(RECORD SET Opens)
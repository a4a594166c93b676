//! Per-group animation orchestration.
//!
//! One orchestrator exists per mounted route group. For each
//! transition it selects the group's effect pair (reverse pair on back
//! navigation), plays the effects against the currently-bound visual
//! handles, and reports exactly one "done" signal once every completion
//! source has fired: a programmatic effect completes on its playback's
//! finish event, a declarative effect on a timer set to its declared
//! duration. When both kinds play, completion is therefore the later of
//! the two. A cancelled transition reports nothing.

use crate::effect::{Effect, EffectPlayback, Scheduler, TimerId, VisualHandle};
use crate::group::RouteGroupBinding;
use std::cell::{Cell, RefCell};
use std::rc::Rc;

/// Reconciles the completion signals of one in-flight transition.
///
/// `signal` is called once per completion source; the done callback
/// fires when the last source signals. Cancellation disarms the gate so
/// a late signal can never fire the callback.
struct CompletionGate {
	remaining: Cell<usize>,
	cancelled: Cell<bool>,
	done: RefCell<Option<Box<dyn FnOnce()>>>,
}

impl CompletionGate {
	fn arm(remaining: usize, done: Box<dyn FnOnce()>) -> Rc<Self> {
		Rc::new(Self {
			remaining: Cell::new(remaining),
			cancelled: Cell::new(false),
			done: RefCell::new(Some(done)),
		})
	}

	fn signal(&self) {
		if self.cancelled.get() {
			return;
		}
		let left = self.remaining.get().saturating_sub(1);
		self.remaining.set(left);
		if left == 0
			&& let Some(done) = self.done.borrow_mut().take()
		{
			done();
		}
	}

	fn disarm(&self) {
		self.cancelled.set(true);
		self.done.borrow_mut().take();
	}
}

/// Everything that must be torn down when a transition ends.
struct ActiveEffects {
	playbacks: Vec<Box<dyn EffectPlayback>>,
	timers: Vec<TimerId>,
	markers: Vec<(Rc<dyn VisualHandle>, String)>,
	gate: Rc<CompletionGate>,
}

/// Plays one route group's transition effects and reports completion.
pub(crate) struct AnimationOrchestrator {
	scheduler: Rc<dyn Scheduler>,
	active: Option<ActiveEffects>,
}

impl AnimationOrchestrator {
	pub(crate) fn new(scheduler: Rc<dyn Scheduler>) -> Self {
		Self {
			scheduler,
			active: None,
		}
	}

	/// Starts the group's effects for a pending navigation.
	///
	/// `done` fires exactly once when all of this group's completion
	/// sources have signalled, or never if the transition is cancelled
	/// first. A group with nothing to play (no effects configured, or a
	/// programmatic effect with no handle bound) reports done
	/// immediately; declarative effects keep their timer even without a
	/// handle so that timing stays in lock-step across groups.
	pub(crate) fn begin_transition(
		&mut self,
		binding: &RouteGroupBinding,
		is_back: bool,
		done: Box<dyn FnOnce()>,
	) {
		// A stale transition must never outlive a new one
		self.cancel();

		let (effect_in, effect_out) = binding.transition().effects_for(is_back);
		let plan: [(Option<&Effect>, Option<&Rc<dyn VisualHandle>>); 2] = [
			(effect_in, binding.incoming()),
			(effect_out, binding.outgoing()),
		];

		let mut sources = 0;
		for (effect, handle) in plan {
			match effect {
				Some(Effect::Programmatic { .. }) if handle.is_some() => sources += 1,
				Some(Effect::Declarative { .. }) => sources += 1,
				_ => {}
			}
		}

		if sources == 0 {
			done();
			return;
		}

		let gate = CompletionGate::arm(sources, done);
		let mut playbacks = Vec::new();
		let mut timers = Vec::new();
		let mut markers = Vec::new();

		for (effect, handle) in plan {
			match effect {
				Some(Effect::Programmatic { keyframes, options }) => {
					if let Some(handle) = handle {
						let mut playback = handle.play(keyframes, options);
						let gate = Rc::clone(&gate);
						playback.on_finish(Box::new(move || gate.signal()));
						playbacks.push(playback);
					}
				}
				Some(Effect::Declarative { class, duration_ms }) => {
					if let Some(handle) = handle {
						handle.apply_marker(class);
						markers.push((Rc::clone(handle), class.clone()));
					}
					let gate = Rc::clone(&gate);
					timers.push(
						self.scheduler
							.schedule(*duration_ms, Box::new(move || gate.signal())),
					);
				}
				None => {}
			}
		}

		self.active = Some(ActiveEffects {
			playbacks,
			timers,
			markers,
			gate,
		});
	}

	/// Returns whether a transition is still waiting to report done.
	pub(crate) fn is_pending(&self) -> bool {
		self.active
			.as_ref()
			.map(|active| active.gate.done.borrow().is_some())
			.unwrap_or(false)
	}

	/// Cancels any in-flight effects and pending timers.
	///
	/// Safe to call at any time; after cancellation the pending done
	/// callback will never fire. Also used to tear down a naturally
	/// completed transition (disarming an already-fired gate is a
	/// no-op).
	pub(crate) fn cancel(&mut self) {
		let Some(mut active) = self.active.take() else {
			return;
		};

		active.gate.disarm();
		for playback in &mut active.playbacks {
			playback.cancel();
		}
		for timer in active.timers {
			self.scheduler.cancel(timer);
		}
		for (handle, class) in active.markers {
			handle.clear_marker(&class);
		}
	}
}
(RECORD SET Closes)
## WHAT IS BEING ASKED
All of the material must be given again without any change.

## WORKED SOLUTION
repository a4a594166c93b676
//! Per-group animation orchestration.
//!
//! One orchestrator exists per mounted route group. For each
//! transition it selects the group's effect pair (reverse pair on back
//! navigation), plays the effects against the currently-bound visual
//! handles, and reports exactly one "done" signal once every completion
//! source has fired: a programmatic effect completes on its playback's
//! finish event, a declarative effect on a timer set to its declared
//! duration. When both kinds play, completion is therefore the later of
//! the two. A cancelled transition reports nothing.

use crate::effect::{Effect, EffectPlayback, Scheduler, TimerId, VisualHandle};
use crate::group::RouteGroupBinding;
use std::cell::{Cell, RefCell};
use std::rc::Rc;

/// Reconciles the completion signals of one in-flight transition.
///
/// `signal` is called once per completion source; the done callback
/// fires when the last source signals. Cancellation disarms the gate so
/// a late signal can never fire the callback.
struct CompletionGate {
	remaining: Cell<usize>,
	cancelled: Cell<bool>,
	done: RefCell<Option<Box<dyn FnOnce()>>>,
}

impl CompletionGate {
	fn arm(remaining: usize, done: Box<dyn FnOnce()>) -> Rc<Self> {
		Rc::new(Self {
			remaining: Cell::new(remaining),
			cancelled: Cell::new(false),
			done: RefCell::new(Some(done)),
		})
	}

	fn signal(&self) {
		if self.cancelled.get() {
			return;
		}
		let left = self.remaining.get().saturating_sub(1);
		self.remaining.set(left);
		if left == 0
			&& let Some(done) = self.done.borrow_mut().take()
		{
			done();
		}
	}

	fn disarm(&self) {
		self.cancelled.set(true);
		self.done.borrow_mut().take();
	}
}

/// Everything that must be torn down when a transition ends.
struct ActiveEffects {
	playbacks: Vec<Box<dyn EffectPlayback>>,
	timers: Vec<TimerId>,
	markers: Vec<(Rc<dyn VisualHandle>, String)>,
	gate: Rc<CompletionGate>,
}

/// Plays one route group's transition effects and reports completion.
pub(crate) struct AnimationOrchestrator {
	scheduler: Rc<dyn Scheduler>,
	active: Option<ActiveEffects>,
}

impl AnimationOrchestrator {
	pub(crate) fn new(scheduler: Rc<dyn Scheduler>) -> Self {
		Self {
			scheduler,
			active: None,
		}
	}

	/// Starts the group's effects for a pending navigation.
	///
	/// `done` fires exactly once when all of this group's completion
	/// sources have signalled, or never if the transition is cancelled
	/// first. A group with nothing to play (no effects configured, or a
	/// programmatic effect with no handle bound) reports done
	/// immediately; declarative effects keep their timer even without a
	/// handle so that timing stays in lock-step across groups.
	pub(crate) fn begin_transition(
		&mut self,
		binding: &RouteGroupBinding,
		is_back: bool,
		done: Box<dyn FnOnce()>,
	) {
		// A stale transition must never outlive a new one
		self.cancel();

		let (effect_in, effect_out) = binding.transition().effects_for(is_back);
		let plan: [(Option<&Effect>, Option<&Rc<dyn VisualHandle>>); 2] = [
			(effect_in, binding.incoming()),
			(effect_out, binding.outgoing()),
		];

		let mut sources = 0;
		for (effect, handle) in plan {
			match effect {
				Some(Effect::Programmatic { .. }) if handle.is_some() => sources += 1,
				Some(Effect::Declarative { .. }) => sources += 1,
				_ => {}
			}
		}

		if sources == 0 {
			done();
			return;
		}

		let gate = CompletionGate::arm(sources, done);
		let mut playbacks = Vec::new();
		let mut timers = Vec::new();
		let mut markers = Vec::new();

		for (effect, handle) in plan {
			match effect {
				Some(Effect::Programmatic { keyframes, options }) => {
					if let Some(handle) = handle {
						let mut playback = handle.play(keyframes, options);
						let gate = Rc::clone(&gate);
						playback.on_finish(Box::new(move || gate.signal()));
						playbacks.push(playback);
					}
				}
				Some(Effect::Declarative { class, duration_ms }) => {
					if let Some(handle) = handle {
						handle.apply_marker(class);
						markers.push((Rc::clone(handle), class.clone()));
					}
					let gate = Rc::clone(&gate);
					timers.push(
						self.scheduler
							.schedule(*duration_ms, Box::new(move || gate.signal())),
					);
				}
				None => {}
			}
		}

		self.active = Some(ActiveEffects {
			playbacks,
			timers,
			markers,
			gate,
		});
	}

	/// Returns whether a transition is still waiting to report done.
	pub(crate) fn is_pending(&self) -> bool {
		self.active
			.as_ref()
			.map(|active| active.gate.done.borrow().is_some())
			.unwrap_or(false)
	}

	/// Cancels any in-flight effects and pending timers.
	///
	/// Safe to call at any time; after cancellation the pending done
	/// callback will never fire. Also used to tear down a naturally
	/// completed transition (disarming an already-fired gate is a
	/// no-op).
	pub(crate) fn cancel(&mut self) {
		let Some(mut active) = self.active.take() else {
			return;
		};

		active.gate.disarm();
		for playback in &mut active.playbacks {
			playback.cancel();
		}
		for timer in active.timers {
			self.scheduler.cancel(timer);
		}
		for (handle, class) in active.markers {
			handle.clear_marker(&class);
		}
	}
}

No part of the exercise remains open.